With an ongoing increase in the recruitment of carefully harvested local and regional skin, mucosal and myomucosal islands on a defined vascular pedicle, the requirement for free flap reconstruction in a high-volume setting has drastically reduced. Highly controlled case selection and resource utilization, prudent morbidity restriction, adequate training, supervision, and optimal application are the key factors determining the effectiveness of “occasional” microvascular reconstructive surgery in resource-constrained cancer care facilities with heavy case load.
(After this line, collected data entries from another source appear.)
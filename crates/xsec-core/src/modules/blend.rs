//! Crossfade of the Füchtbauer-Ladenburg and McCumber emission curves.
//!
//! Both curves are resampled onto one uniform grid. The Füchtbauer curve is
//! active above `FL_min`, the McCumber curve below `MC_max`. Points with one
//! active source copy it; runs where both are active are blended with a
//! raised cosine so the departing curve fades out as the arriving one fades in.

use crate::common::{MaterialParameters, ProcessingParameters};
use crate::domain::{Extrapolation, Spectrum, XsecError, XsecResult};
use std::f64::consts::PI;
use std::ops::Range;
use tracing::{debug, warn};

/// Upper bound on the resampled grid, guards against pathological spacings.
pub const MAX_BLEND_SAMPLES: usize = 4_000_000;

#[derive(Debug, Clone, Copy, PartialEq, Eq)]
pub enum BlendSource {
    Fuchtbauer,
    McCumber,
}

#[derive(Debug, Clone, PartialEq)]
pub struct BlendResult {
    pub composite: Spectrum,
    /// Füchtbauer curve on the blend grid.
    pub fuchtbauer: Spectrum,
    /// McCumber curve on the blend grid.
    pub mccumber: Spectrum,
    pub fuchtbauer_weights: Vec<f64>,
    pub mccumber_weights: Vec<f64>,
    /// Grid index ranges where both sources are active.
    pub overlap_runs: Vec<Range<usize>>,
}

#[derive(Debug, Clone, Copy, PartialEq)]
pub struct SpectralBlender {
    fl_min_nm: f64,
    mc_max_nm: f64,
}

impl SpectralBlender {
    pub fn new(fl_min_nm: f64, mc_max_nm: f64) -> XsecResult<Self> {
        if !fl_min_nm.is_finite() || !mc_max_nm.is_finite() {
            return Err(XsecError::configuration(
                "CONFIG.BLEND_CUTOFF",
                format!(
                    "blend cut-offs must be finite, got FL_min={} MC_max={}",
                    fl_min_nm, mc_max_nm
                ),
            ));
        }
        Ok(Self {
            fl_min_nm,
            mc_max_nm,
        })
    }

    /// Cut-offs from the material (ZPL ± 10 nm unless set), processing
    /// overrides win.
    pub fn from_parameters(
        material: &MaterialParameters,
        processing: &ProcessingParameters,
    ) -> XsecResult<Self> {
        let (fl_min, mc_max) = material.blend_cutoffs_nm();
        Self::new(
            processing.fl_min_nm.unwrap_or(fl_min),
            processing.mc_max_nm.unwrap_or(mc_max),
        )
    }

    pub fn cutoffs_nm(&self) -> (f64, f64) {
        (self.fl_min_nm, self.mc_max_nm)
    }

    pub fn blend(&self, fuchtbauer: &Spectrum, mccumber: &Spectrum) -> XsecResult<BlendResult> {
        let grid = blend_grid(fuchtbauer, mccumber)?;
        let fuchtbauer = fuchtbauer.resample_onto(&grid, Extrapolation::HoldBoundary)?;
        let mccumber = mccumber.resample_onto(&grid, Extrapolation::HoldBoundary)?;

        let fl_active: Vec<bool> = grid.iter().map(|x| *x > self.fl_min_nm).collect();
        let mc_active: Vec<bool> = grid.iter().map(|x| *x < self.mc_max_nm).collect();
        let (fuchtbauer_weights, mccumber_weights, overlap_runs) =
            if !fl_active.iter().any(|active| *active) {
                (vec![0.0; grid.len()], vec![1.0; grid.len()], Vec::new())
            } else if !mc_active.iter().any(|active| *active) {
                (vec![1.0; grid.len()], vec![0.0; grid.len()], Vec::new())
            } else {
                crossfade_weights(&fl_active, &mc_active)
            };

        let mut gaps = 0_usize;
        let values = fuchtbauer
            .values()
            .iter()
            .zip(mccumber.values())
            .zip(fuchtbauer_weights.iter().zip(&mccumber_weights))
            .map(|((fl, mc), (fl_weight, mc_weight))| {
                match (*fl_weight == 0.0, *mc_weight == 0.0) {
                    (true, true) => {
                        gaps += 1;
                        0.0
                    }
                    (false, true) => *fl,
                    (true, false) => *mc,
                    (false, false) => fl_weight * fl + mc_weight * mc,
                }
            })
            .collect();
        if gaps > 0 {
            warn!(
                gaps,
                fl_min_nm = self.fl_min_nm,
                mc_max_nm = self.mc_max_nm,
                "no emission source active on part of the blend grid, composite set to zero there"
            );
        }
        let composite = Spectrum::new(grid, values)?;
        debug!(
            samples = composite.len(),
            overlap_runs = overlap_runs.len(),
            "blended McCumber and Füchtbauer-Ladenburg emission"
        );

        Ok(BlendResult {
            composite,
            fuchtbauer,
            mccumber,
            fuchtbauer_weights,
            mccumber_weights,
            overlap_runs,
        })
    }
}

/// Uniform grid over the union of both domains; the step never exceeds the
/// smallest native sample spacing of either curve.
pub fn blend_grid(first: &Spectrum, second: &Spectrum) -> XsecResult<Vec<f64>> {
    let (Some((first_start, first_end)), Some((second_start, second_end))) =
        (first.domain(), second.domain())
    else {
        return Err(XsecError::domain(
            "DOMAIN.BLEND_INPUT",
            "both emission curves must contain samples",
        ));
    };
    let (Some(first_step), Some(second_step)) = (first.min_spacing(), second.min_spacing())
    else {
        return Err(XsecError::domain(
            "DOMAIN.BLEND_INPUT",
            format!(
                "both emission curves need at least two samples, got {} and {}",
                first.len(),
                second.len()
            ),
        ));
    };

    let start = first_start.min(second_start);
    let end = first_end.max(second_end);
    let step = first_step.min(second_step);
    let intervals = ((end - start) / step - 1.0e-9).ceil();
    if !intervals.is_finite() || intervals + 1.0 > MAX_BLEND_SAMPLES as f64 {
        return Err(XsecError::domain(
            "DOMAIN.BLEND_GRID",
            format!(
                "blend grid over [{}, {}] nm with step {} nm exceeds {} samples",
                start, end, step, MAX_BLEND_SAMPLES
            ),
        ));
    }

    let intervals = (intervals as usize).max(1);
    let step = (end - start) / intervals as f64;
    let mut grid: Vec<f64> = (0..intervals)
        .map(|index| start + step * index as f64)
        .collect();
    grid.push(end);
    Ok(grid)
}

/// Half-open index ranges of the contiguous `true` runs in `mask`.
pub fn overlap_runs(mask: &[bool]) -> Vec<Range<usize>> {
    let mut runs = Vec::new();
    let mut previous = false;
    let mut run_start = 0;
    for (index, active) in mask.iter().copied().chain(std::iter::once(false)).enumerate() {
        match (previous, active) {
            (false, true) => run_start = index,
            (true, false) => runs.push(run_start..index),
            _ => {}
        }
        previous = active;
    }
    runs
}

/// `0.5 · (1 + cos(π i / (L − 1)))` for `i` in `0..L`; a single point gets 0.5.
pub fn raised_cosine(length: usize) -> Vec<f64> {
    match length {
        0 => Vec::new(),
        1 => vec![0.5],
        _ => (0..length)
            .map(|index| 0.5 * (1.0 + (PI * index as f64 / (length - 1) as f64).cos()))
            .collect(),
    }
}

fn crossfade_weights(
    fl_active: &[bool],
    mc_active: &[bool],
) -> (Vec<f64>, Vec<f64>, Vec<Range<usize>>) {
    let only = |source: BlendSource, index: usize| match source {
        BlendSource::Fuchtbauer => fl_active[index] && !mc_active[index],
        BlendSource::McCumber => mc_active[index] && !fl_active[index],
    };
    let mut fl_weights: Vec<f64> = (0..fl_active.len())
        .map(|index| if only(BlendSource::Fuchtbauer, index) { 1.0 } else { 0.0 })
        .collect();
    let mut mc_weights: Vec<f64> = (0..mc_active.len())
        .map(|index| if only(BlendSource::McCumber, index) { 1.0 } else { 0.0 })
        .collect();

    let both: Vec<bool> = fl_active
        .iter()
        .zip(mc_active)
        .map(|(fl, mc)| *fl && *mc)
        .collect();
    let runs = overlap_runs(&both);
    for run in &runs {
        let departing = departing_source(run, fl_active.len(), &only);
        for (index, weight) in run.clone().zip(raised_cosine(run.len())) {
            let (fl_weight, mc_weight) = match departing {
                BlendSource::Fuchtbauer => (weight, 1.0 - weight),
                BlendSource::McCumber => (1.0 - weight, weight),
            };
            fl_weights[index] = fl_weight;
            mc_weights[index] = mc_weight;
        }
    }
    (fl_weights, mc_weights, runs)
}

/// The source active alone just before the run departs; failing that, the
/// one active alone just after arrives. McCumber departs by default, as it
/// covers the short-wavelength side.
fn departing_source(
    run: &Range<usize>,
    length: usize,
    only: &impl Fn(BlendSource, usize) -> bool,
) -> BlendSource {
    if run.start > 0 {
        let before = run.start - 1;
        if only(BlendSource::Fuchtbauer, before) {
            return BlendSource::Fuchtbauer;
        }
        if only(BlendSource::McCumber, before) {
            return BlendSource::McCumber;
        }
    }
    if run.end < length && only(BlendSource::McCumber, run.end) {
        return BlendSource::Fuchtbauer;
    }
    BlendSource::McCumber
}

#[cfg(test)]
mod tests {
    use super::{SpectralBlender, blend_grid, overlap_runs, raised_cosine};
    use crate::domain::{Extrapolation, Spectrum};

    fn curve(start: f64, step: f64, count: usize, f: impl Fn(f64) -> f64) -> Spectrum {
        let wavelengths: Vec<f64> = (0..count).map(|index| start + step * index as f64).collect();
        let values = wavelengths.iter().map(|x| f(*x)).collect();
        Spectrum::new(wavelengths, values).expect("curve")
    }

    fn fuchtbauer() -> Spectrum {
        curve(950.0, 0.5, 301, |x| 1.0e-20 * (-0.5 * ((x - 1030.0) / 10.0).powi(2)).exp())
    }

    fn mccumber() -> Spectrum {
        curve(900.0, 0.25, 601, |x| 2.0e-20 * (-0.5 * ((x - 970.0) / 8.0).powi(2)).exp())
    }

    #[test]
    fn overlap_runs_are_found_by_edge_detection() {
        let mask = [true, true, false, false, true, false, true, true, true];
        assert_eq!(overlap_runs(&mask), vec![0..2, 4..5, 6..9]);
        assert!(overlap_runs(&[false, false]).is_empty());
        assert!(overlap_runs(&[]).is_empty());
    }

    #[test]
    fn raised_cosine_runs_from_one_to_zero() {
        let weights = raised_cosine(5);
        assert_eq!(weights[0], 1.0);
        assert!(weights[4].abs() <= 1.0e-16);
        assert!((weights[2] - 0.5).abs() <= 1.0e-15);
        assert!(weights.windows(2).all(|pair| pair[1] <= pair[0]));
        assert_eq!(raised_cosine(1), vec![0.5]);
    }

    #[test]
    fn grid_spans_the_union_with_the_finer_step() {
        let grid = blend_grid(&fuchtbauer(), &mccumber()).expect("grid");
        assert_eq!(grid[0], 900.0);
        assert_eq!(grid[grid.len() - 1], 1100.0);
        assert_eq!(grid.len(), 801);
        assert!(grid.windows(2).all(|pair| (pair[1] - pair[0] - 0.25).abs() <= 1.0e-9));
    }

    #[test]
    fn grid_step_follows_the_finest_gap_of_an_irregular_curve() {
        let stitched = Spectrum::from_pairs(&[
            (900.0, 1.0),
            (910.0, 1.0),
            (910.5, 1.0),
            (920.0, 1.0),
        ])
        .expect("stitched");
        let coarse = curve(900.0, 2.0, 11, |_| 1.0);

        let grid = blend_grid(&stitched, &coarse).expect("grid");
        assert_eq!(grid.len(), 41);
        assert_eq!(grid[grid.len() - 1], 920.0);
        assert!(grid.windows(2).all(|pair| (pair[1] - pair[0] - 0.5).abs() <= 1.0e-9));
    }

    #[test]
    fn composite_equals_mccumber_when_fuchtbauer_never_activates() {
        let blender = SpectralBlender::new(5000.0, 980.0).expect("blender");
        let result = blender.blend(&fuchtbauer(), &mccumber()).expect("blend");

        let grid = result.composite.wavelengths().to_vec();
        let expected = mccumber()
            .resample_onto(&grid, Extrapolation::HoldBoundary)
            .expect("resample");
        assert_eq!(result.composite.values(), expected.values());
    }

    #[test]
    fn composite_equals_fuchtbauer_when_mccumber_never_activates() {
        let blender = SpectralBlender::new(960.0, 100.0).expect("blender");
        let result = blender.blend(&fuchtbauer(), &mccumber()).expect("blend");
        assert_eq!(result.composite.values(), result.fuchtbauer.values());
    }

    #[test]
    fn single_source_points_copy_and_overlap_weights_sum_to_one() {
        let blender = SpectralBlender::new(960.0, 980.0).expect("blender");
        let result = blender.blend(&fuchtbauer(), &mccumber()).expect("blend");
        let grid = result.composite.wavelengths();

        assert_eq!(result.overlap_runs.len(), 1);
        let run = result.overlap_runs[0].clone();
        assert!(grid[run.start] > 960.0 && grid[run.end - 1] < 980.0);

        for (index, x) in grid.iter().enumerate() {
            let composite = result.composite.values()[index];
            if *x <= 960.0 {
                assert_eq!(composite, result.mccumber.values()[index]);
            } else if *x >= 980.0 {
                assert_eq!(composite, result.fuchtbauer.values()[index]);
            } else {
                let total = result.fuchtbauer_weights[index] + result.mccumber_weights[index];
                assert!((total - 1.0).abs() <= 1.0e-15);
            }
        }

        // McCumber departs across the run, Füchtbauer arrives
        assert_eq!(result.mccumber_weights[run.start], 1.0);
        assert!(result.fuchtbauer_weights[run.end - 1] >= 1.0 - 1.0e-15);
        let fl = &result.fuchtbauer_weights[run.clone()];
        assert!(fl.windows(2).all(|pair| pair[1] >= pair[0]));
    }

    #[test]
    fn disjoint_activity_leaves_a_zero_gap() {
        let blender = SpectralBlender::new(1000.0, 980.0).expect("blender");
        let result = blender.blend(&fuchtbauer(), &mccumber()).expect("blend");
        assert!(result.overlap_runs.is_empty());
        let gap = result.composite.nearest_index(990.0).expect("gap");
        assert_eq!(result.composite.values()[gap], 0.0);
    }

    #[test]
    fn single_sample_inputs_are_rejected() {
        let single = Spectrum::from_pairs(&[(1000.0, 1.0)]).expect("single");
        let error = SpectralBlender::new(960.0, 980.0)
            .expect("blender")
            .blend(&single, &mccumber())
            .expect_err("single sample");
        assert_eq!(error.placeholder(), "DOMAIN.BLEND_INPUT");
    }
}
Free flap reconstruction in a resource-constrained setting should always be done by surgeons who have crossed their learning curve in microvascular anastomosis.
Acknowledgment
The microvascular facility was established in RCC Thiruvananthapuram with the financial support of the Department of Science and Technology (DST), Government of India.
The authors also wish to thank the Union for International Cancer Control (UICC) for the International Cancer Technology Transfer (ICRETT) grants for the workforce training and Drs. Kurian Cherian and Liz George for their assistance in capturing, compiling, and entering the data into excel software.